====== Material supplied ======
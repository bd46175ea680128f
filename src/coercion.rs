use crate::frame_utils::{column_names, datetime_column, text_column};
use crate::Result;
use chrono::{DateTime, NaiveDate, NaiveDateTime, NaiveTime};
use itertools::Itertools;
use polars::prelude::*;

/// Outcome of a best-effort numeric conversion of one column.
#[derive(Debug, Clone, PartialEq)]
pub struct CoercionReport {
    pub column: String,
    pub converted: bool,
    /// Values that blocked the conversion, in row order.
    pub failures: Vec<String>,
}

impl CoercionReport {
    fn unchanged(column: String, failures: Vec<String>) -> Self {
        Self {
            column,
            converted: false,
            failures,
        }
    }
}

pub struct Coercion;

const DATETIME_FORMATS: &[&str] = &[
    "%Y-%m-%d %H:%M:%S%.f",
    "%Y-%m-%d %H:%M:%S",
    "%Y-%m-%d %H:%M",
    "%Y-%m-%dT%H:%M:%S%.f",
    "%Y-%m-%dT%H:%M:%S",
    "%Y-%m-%dT%H:%M",
    "%m/%d/%Y %H:%M:%S",
    "%m/%d/%Y %H:%M",
    "%m/%d/%Y %I:%M %p",
];

const DATE_FORMATS: &[&str] = &["%Y-%m-%d", "%m/%d/%Y"];

const TIME_FORMATS: &[&str] = &["%H:%M:%S", "%H:%M", "%I:%M %p"];

impl Coercion {
    /// Values with surrounding whitespace trimmed and empty text as null. Whitespace-only
    /// values are kept as they are, so they never pass for a number.
    fn trimmed(column: &Column) -> Result<Column> {
        let values = column
            .str()?
            .iter()
            .map(|v| {
                v.filter(|s| !s.is_empty())
                    .map(|s| if s.trim().is_empty() { s } else { s.trim() })
                    .map(str::to_string)
            })
            .collect();
        Ok(text_column(column.name().as_str(), values))
    }

    /// Non-strict cast of a text column, with the values that were present but did not survive.
    fn try_cast(text: &Column, dtype: &DataType) -> Result<(Column, Vec<String>)> {
        let cast = text.cast(dtype)?;
        let lost = cast.is_null();
        let failures = text
            .str()?
            .iter()
            .zip(lost.iter())
            .filter_map(|(value, lost)| match (value, lost) {
                (Some(value), Some(true)) => Some(value.to_string()),
                _ => None,
            })
            .collect();
        Ok((cast, failures))
    }

    fn nan_to_null(column: &Column) -> Result<Column> {
        let values: Vec<Option<f64>> = column
            .f64()?
            .iter()
            .map(|v| v.filter(|f| !f.is_nan()))
            .collect();
        Ok(Series::new(column.name().clone(), values).into_column())
    }

    fn is_numeric(dtype: &DataType) -> bool {
        matches!(
            dtype,
            DataType::Int32 | DataType::Int64 | DataType::UInt32 | DataType::UInt64 | DataType::Float32 | DataType::Float64
        )
    }

    /// Convert a text column to integers, or failing that floats, only if every present value
    /// converts; otherwise leave it untouched and report the values that did not.
    pub fn best_effort_numeric(column: &mut Column) -> Result<CoercionReport> {
        let name = column.name().to_string();
        if column.dtype() != &DataType::String {
            return Ok(CoercionReport::unchanged(name, Vec::new()));
        }

        let trimmed = Self::trimmed(column)?;
        if trimmed.null_count() == trimmed.len() {
            return Ok(CoercionReport::unchanged(name, Vec::new()));
        }

        let (ints, int_failures) = Self::try_cast(&trimmed, &DataType::Int64)?;
        let converted = if int_failures.is_empty() {
            ints
        } else {
            let (floats, failures) = Self::try_cast(&trimmed, &DataType::Float64)?;
            if !failures.is_empty() {
                return Ok(CoercionReport::unchanged(name, failures));
            }
            Self::nan_to_null(&floats)?
        };

        *column = converted;
        Ok(CoercionReport {
            column: name,
            converted: true,
            failures: Vec::new(),
        })
    }

    pub fn best_effort_frame(df: &mut DataFrame) -> Result<Vec<CoercionReport>> {
        let mut reports = Vec::with_capacity(df.width());
        for name in column_names(df) {
            let mut column = df.column(&name)?.clone();
            let report = Self::best_effort_numeric(&mut column)?;
            if report.converted {
                df.with_column(column)?;
            }
            reports.push(report);
        }

        for report in reports.iter().filter(|r| !r.failures.is_empty()) {
            log::debug!(
                "Column {} left as-is ({} non-numeric values, e.g. {})",
                report.column,
                report.failures.len(),
                report.failures.iter().take(3).join(", ")
            );
        }
        Ok(reports)
    }

    /// Convert every value to a number; anything unparseable becomes missing.
    pub fn force_numeric(column: &Column) -> Result<Column> {
        match column.dtype() {
            dtype if Self::is_numeric(dtype) => Ok(column.clone()),
            DataType::String => {
                let trimmed = Self::trimmed(column)?;
                let (ints, failures) = Self::try_cast(&trimmed, &DataType::Int64)?;
                if failures.is_empty() {
                    Ok(ints)
                } else {
                    Self::nan_to_null(&trimmed.cast(&DataType::Float64)?)
                }
            }
            _ => Ok(Column::full_null(
                column.name().clone(),
                column.len(),
                &DataType::Float64,
            )),
        }
    }

    /// Convert every value to a timestamp; anything unparseable becomes missing.
    pub fn force_timestamp(column: &Column) -> Result<Column> {
        match column.dtype() {
            DataType::Datetime(_, _) => Ok(column.clone()),
            DataType::String => {
                let values: Vec<Option<NaiveDateTime>> = column
                    .str()?
                    .iter()
                    .map(|v| v.and_then(Self::parse_timestamp))
                    .collect();
                datetime_column(column.name().as_str(), &values)
            }
            _ => Ok(Column::full_null(
                column.name().clone(),
                column.len(),
                &DataType::Datetime(TimeUnit::Microseconds, None),
            )),
        }
    }

    /// Parse a date-time, a bare date (midnight), or a bare clock time. Clock times are placed on
    /// 1900-01-01 so that differences between them stay deterministic.
    pub fn parse_timestamp(text: &str) -> Option<NaiveDateTime> {
        let trimmed = text.trim();
        if trimmed.is_empty() {
            return None;
        }

        if let Ok(dt) = DateTime::parse_from_rfc3339(trimmed) {
            return Some(dt.naive_local());
        }

        for format in DATETIME_FORMATS {
            if let Ok(dt) = NaiveDateTime::parse_from_str(trimmed, format) {
                return Some(dt);
            }
        }

        for format in DATE_FORMATS {
            if let Ok(date) = NaiveDate::parse_from_str(trimmed, format) {
                return date.and_hms_opt(0, 0, 0);
            }
        }

        let reference = NaiveDate::from_ymd_opt(1900, 1, 1)?;
        TIME_FORMATS
            .iter()
            .find_map(|format| NaiveTime::parse_from_str(trimmed, format).ok())
            .map(|time| reference.and_time(time))
    }
}

#[cfg(test)]
mod tests {
    use super::*;

    fn text(name: &str, values: &[Option<&str>]) -> Column {
        Column::new(name.into(), values.to_vec())
    }

    #[test]
    fn test_best_effort_converts_clean_column() {
        let mut column = text("age", &[Some("42"), Some(" 3.5 "), None, Some("")]);
        let report = Coercion::best_effort_numeric(&mut column).unwrap();

        assert!(report.converted);
        assert!(report.failures.is_empty());
        assert_eq!(column.dtype(), &DataType::Float64);
        let values: Vec<Option<f64>> = column.f64().unwrap().iter().collect();
        assert_eq!(values, vec![Some(42.0), Some(3.5), None, None]);
    }

    #[test]
    fn test_best_effort_prefers_integers() {
        let mut column = text("record_id", &[Some("5"), None, Some("15")]);
        assert!(Coercion::best_effort_numeric(&mut column).unwrap().converted);
        assert_eq!(column.dtype(), &DataType::Int64);
    }

    #[test]
    fn test_best_effort_keeps_whitespace_only_values() {
        let mut column = text("dicom", &[Some("1"), Some(" ")]);
        let report = Coercion::best_effort_numeric(&mut column).unwrap();

        assert!(!report.converted);
        assert_eq!(report.failures, vec![" ".to_string()]);
        assert_eq!(column.dtype(), &DataType::String);
    }

    #[test]
    fn test_best_effort_leaves_mixed_column_and_reports_failures() {
        let mut column = text("site", &[Some("1"), Some("Rush")]);
        let report = Coercion::best_effort_numeric(&mut column).unwrap();

        assert!(!report.converted);
        assert_eq!(report.failures, vec!["Rush".to_string()]);
        assert_eq!(column.dtype(), &DataType::String);
        let values: Vec<Option<&str>> = column.str().unwrap().iter().collect();
        assert_eq!(values, vec![Some("1"), Some("Rush")]);
    }

    #[test]
    fn test_best_effort_frame_types_each_column() {
        let mut df = DataFrame::new(vec![
            text("id", &[Some("1"), Some("2")]),
            text("site", &[Some("rush"), None]),
        ])
        .unwrap();
        let reports = Coercion::best_effort_frame(&mut df).unwrap();

        assert_eq!(reports.len(), 2);
        assert_eq!(df.column("id").unwrap().dtype(), &DataType::Int64);
        assert_eq!(df.column("site").unwrap().dtype(), &DataType::String);
    }

    #[test]
    fn test_force_numeric_nulls_invalid_entries() {
        let column = text("bscp_aliq_cnt", &[Some("4"), Some("n/a")]);
        let forced = Coercion::force_numeric(&column).unwrap();
        let values: Vec<Option<f64>> = forced.f64().unwrap().iter().collect();
        assert_eq!(values, vec![Some(4.0), None]);
    }

    #[test]
    fn test_force_timestamp_nulls_invalid_entries() {
        let column = text("drawn", &[Some("2021-05-04 09:15"), Some("13:45"), Some("not recorded")]);
        let forced = Coercion::force_timestamp(&column).unwrap();

        assert_eq!(forced.dtype(), &DataType::Datetime(TimeUnit::Microseconds, None));
        assert_eq!(forced.null_count(), 1);
    }

    #[test]
    fn test_parse_timestamp_formats() {
        let full = Coercion::parse_timestamp("2021-05-04 09:15").unwrap();
        assert_eq!(full.format("%Y-%m-%d %H:%M").to_string(), "2021-05-04 09:15");

        let clock = Coercion::parse_timestamp("13:45").unwrap();
        assert_eq!(clock.format("%Y-%m-%d %H:%M").to_string(), "1900-01-01 13:45");

        assert!(Coercion::parse_timestamp("not a time").is_none());
        assert!(Coercion::parse_timestamp("").is_none());
    }
}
======
Work instructions: Write out each line above containing "Microseconds".

Result of the task:
                &DataType::Datetime(TimeUnit::Microseconds, None),
        assert_eq!(forced.dtype(), &DataType::Datetime(TimeUnit::Microseconds, None));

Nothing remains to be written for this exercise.